The film received backing for commercial released when Phantom Films, co-owned by filmmaker Anurag Kashyap, Vikramaditya Motwane and Vikas Bahl, with funding from international sources, signed on to present the film. In end July, The film's trailer was released by director-producer Anurag Kashyap in Mumbai. The film was commercially released on 22 August 2014. It had a limited release across 50 screens in cities like Mumbai, Lucknow, Pune, Bangalore, Hyderabad and Kanpur.

==Reception==
The film was very well received by both international and well as national press. The largest German national paper, Süddeutsche Zeitung, gave Katiyabaaz a fantastic review after its premiere at the Berlin International Film Festival. According to Tom Brook from BBC's Talking Movies, "the filmmakers very effectively bring what could be rather dry subject to life". Aarti Virani wrote in The New York Times that the film was "a jarring glimpse at India’s rampant energy crisis". Abhimanyu Das wrote an extensive article about the film, Creatures of Light and Darkness in the Caravan magazine.

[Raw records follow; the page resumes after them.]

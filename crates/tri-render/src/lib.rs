// SPDX-License-Identifier: CEPL-1.0
use anyhow::Result;
use raw_window_handle::{HasDisplayHandle, HasWindowHandle};

mod shader;

pub use shader::{ShaderBinary, ShaderError};

#[derive(Clone, Copy, Debug, PartialEq, Eq)]
pub struct RenderSize {
    pub width: u32,
    pub height: u32,
}

pub trait Renderer {
    /// Everything the backend needs beyond the window: shader blobs, clear
    /// color, presentation preferences.
    type Settings;

    fn new(
        window: &dyn HasWindowHandle,
        display: &dyn HasDisplayHandle,
        size: RenderSize,
        settings: Self::Settings,
    ) -> Result<Self>
    where
        Self: Sized;

    /// Draws and presents one frame.
    fn render(&mut self) -> Result<()>;

    fn frames_rendered(&self) -> u64;
}
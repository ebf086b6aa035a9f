// SPDX-License-Identifier: CEPL-1.0
use ash::khr::swapchain;
use ash::vk;
use tracing::debug;

use crate::error::{RenderResult, VkResultExt};
use crate::negotiate::Adapter;

/// Logical device plus its single queue, used for both submission and
/// presentation. Objects created from it keep a clone of the function table
/// and must be dropped first.
pub struct Device {
    raw: ash::Device,
    queue: vk::Queue,
    queue_family: u32,
}

impl Device {
    pub unsafe fn new(instance: &ash::Instance, adapter: &Adapter) -> RenderResult<Self> {
        let priorities = [1.0_f32];
        let qinfo = vk::DeviceQueueCreateInfo {
            s_type: vk::StructureType::DEVICE_QUEUE_CREATE_INFO,
            queue_family_index: adapter.queue_family,
            queue_count: 1,
            p_queue_priorities: priorities.as_ptr(),
            ..Default::default()
        };

        let device_exts = [swapchain::NAME.as_ptr()];
        let dinfo = vk::DeviceCreateInfo {
            s_type: vk::StructureType::DEVICE_CREATE_INFO,
            queue_create_info_count: 1,
            p_queue_create_infos: &qinfo,
            enabled_extension_count: device_exts.len() as u32,
            pp_enabled_extension_names: device_exts.as_ptr(),
            ..Default::default()
        };

        let raw = instance
            .create_device(adapter.physical, &dinfo, None)
            .creation("create_device")?;
        let queue = raw.get_device_queue(adapter.queue_family, 0);
        debug!("device created on queue family {}", adapter.queue_family);

        Ok(Self {
            raw,
            queue,
            queue_family: adapter.queue_family,
        })
    }

    pub fn raw(&self) -> &ash::Device {
        &self.raw
    }

    pub fn queue(&self) -> vk::Queue {
        self.queue
    }

    pub fn queue_family(&self) -> u32 {
        self.queue_family
    }

    /// Blocks until every queue on the device has drained.
    pub fn wait_idle(&self) -> RenderResult<()> {
        unsafe { self.raw.device_wait_idle() }.sync("device_wait_idle")
    }
}

impl Drop for Device {
    fn drop(&mut self) {
        unsafe {
            self.raw.destroy_device(None);
        }
        debug!("device destroyed");
    }
}
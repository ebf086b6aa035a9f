// SPDX-License-Identifier: CEPL-1.0
use std::ffi::{c_void, CStr, CString};

use ash::ext::debug_utils;
use ash::khr::surface;
use ash::{vk, Entry, Instance};
use raw_window_handle::{RawDisplayHandle, RawWindowHandle};
use tracing::{debug, info, warn};

use crate::diagnostics::{DebugMessenger, DiagnosticSink, SinkAnchor};
use crate::error::{RenderResult, VkResultExt};

const VALIDATION_LAYER: &CStr = c"VK_LAYER_KHRONOS_validation";

/// Instance-level state: loader entry, instance, and the optional
/// diagnostics messenger. Outlives every other Vulkan object.
pub struct Context {
    debug: Option<DebugMessenger>,
    instance: Instance,
    entry: Entry,
    validation: bool,
}

impl Context {
    pub unsafe fn new(
        display: RawDisplayHandle,
        app_name: &str,
        validation: bool,
        sink: Option<Box<dyn DiagnosticSink>>,
    ) -> RenderResult<Self> {
        let entry = Entry::load()?;

        let mut extensions = ash_window::enumerate_required_extensions(display)
            .creation("enumerate_required_extensions")?
            .to_vec();

        let available = entry
            .enumerate_instance_extension_properties(None)
            .creation("enumerate_instance_extension_properties")?;
        let has_debug_utils = available
            .iter()
            .any(|e| e.extension_name_as_c_str().is_ok_and(|n| n == debug_utils::NAME));

        let anchor = match sink {
            Some(sink) if has_debug_utils => {
                extensions.push(debug_utils::NAME.as_ptr());
                Some(SinkAnchor::new(sink))
            }
            Some(_) => {
                warn!("VK_EXT_debug_utils unavailable; API diagnostics disabled");
                None
            }
            None => None,
        };

        let mut layers = Vec::new();
        if validation {
            let installed = entry
                .enumerate_instance_layer_properties()
                .creation("enumerate_instance_layer_properties")?;
            if installed
                .iter()
                .any(|l| l.layer_name_as_c_str().is_ok_and(|n| n == VALIDATION_LAYER))
            {
                layers.push(VALIDATION_LAYER.as_ptr());
            } else {
                warn!("{VALIDATION_LAYER:?} not installed; running without validation");
            }
        }

        let app_name = CString::new(app_name).unwrap_or_default();
        let app_info = vk::ApplicationInfo {
            s_type: vk::StructureType::APPLICATION_INFO,
            p_application_name: app_name.as_ptr(),
            application_version: vk::make_api_version(0, 1, 0, 0),
            p_engine_name: c"tri".as_ptr(),
            engine_version: vk::make_api_version(0, 1, 0, 0),
            api_version: vk::API_VERSION_1_2,
            ..Default::default()
        };

        let debug_ci = anchor.as_ref().map(SinkAnchor::create_info);
        let p_next = debug_ci
            .as_ref()
            .map_or(std::ptr::null(), |ci| ci as *const _ as *const c_void);

        let create_info = vk::InstanceCreateInfo {
            s_type: vk::StructureType::INSTANCE_CREATE_INFO,
            p_next,
            p_application_info: &app_info,
            enabled_layer_count: layers.len() as u32,
            pp_enabled_layer_names: layers.as_ptr(),
            enabled_extension_count: extensions.len() as u32,
            pp_enabled_extension_names: extensions.as_ptr(),
            ..Default::default()
        };

        let instance = entry
            .create_instance(&create_info, None)
            .creation("create_instance")?;

        let mut ctx = Self {
            debug: None,
            instance,
            entry,
            validation: !layers.is_empty(),
        };
        if let Some(anchor) = anchor {
            ctx.debug = Some(DebugMessenger::new(&ctx.entry, &ctx.instance, anchor)?);
        }

        info!(
            "vulkan instance ready (validation={}, diagnostics={})",
            ctx.validation,
            ctx.debug.is_some()
        );
        Ok(ctx)
    }

    pub fn entry(&self) -> &Entry {
        &self.entry
    }

    pub fn instance(&self) -> &Instance {
        &self.instance
    }

    pub fn validation_enabled(&self) -> bool {
        self.validation
    }
}

impl Drop for Context {
    fn drop(&mut self) {
        // messenger goes before the instance it was registered on
        self.debug.take();
        unsafe {
            self.instance.destroy_instance(None);
        }
        debug!("instance destroyed");
    }
}

/// Presentation surface created from the window's raw handles.
pub struct Surface {
    loader: surface::Instance,
    raw: vk::SurfaceKHR,
}

impl Surface {
    pub unsafe fn new(
        ctx: &Context,
        display: RawDisplayHandle,
        window: RawWindowHandle,
    ) -> RenderResult<Self> {
        let raw = ash_window::create_surface(ctx.entry(), ctx.instance(), display, window, None)
            .creation("create_surface")?;
        let loader = surface::Instance::new(ctx.entry(), ctx.instance());
        Ok(Self { loader, raw })
    }

    pub fn loader(&self) -> &surface::Instance {
        &self.loader
    }

    pub fn raw(&self) -> vk::SurfaceKHR {
        self.raw
    }
}

impl Drop for Surface {
    fn drop(&mut self) {
        unsafe {
            self.loader.destroy_surface(self.raw, None);
        }
        debug!("surface destroyed");
    }
}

Deepanjana Pal of Firstpost called the film a "beautifully-shot documentary". Leading film critics gave it glowing reviews. Rajeev Masand called it a "Slice of Life" film. Anupama Chopra referred to it as a "sad love letter to Kanpur". Mihir Fadnavis reviewed the film for DNA India, where he called it "more hilarious, insightful and gorgeous than a feature film". Mumbai's leading lifestyle website, Mumbai Boss, called Katiyabaaz a "crackling documentary!"

On 28 August 2014, the Government of Uttar Pradesh exempted the film from entertainment tax and also directed engineers of state power department to watch the film and "draw inspiration to stop illegal connections".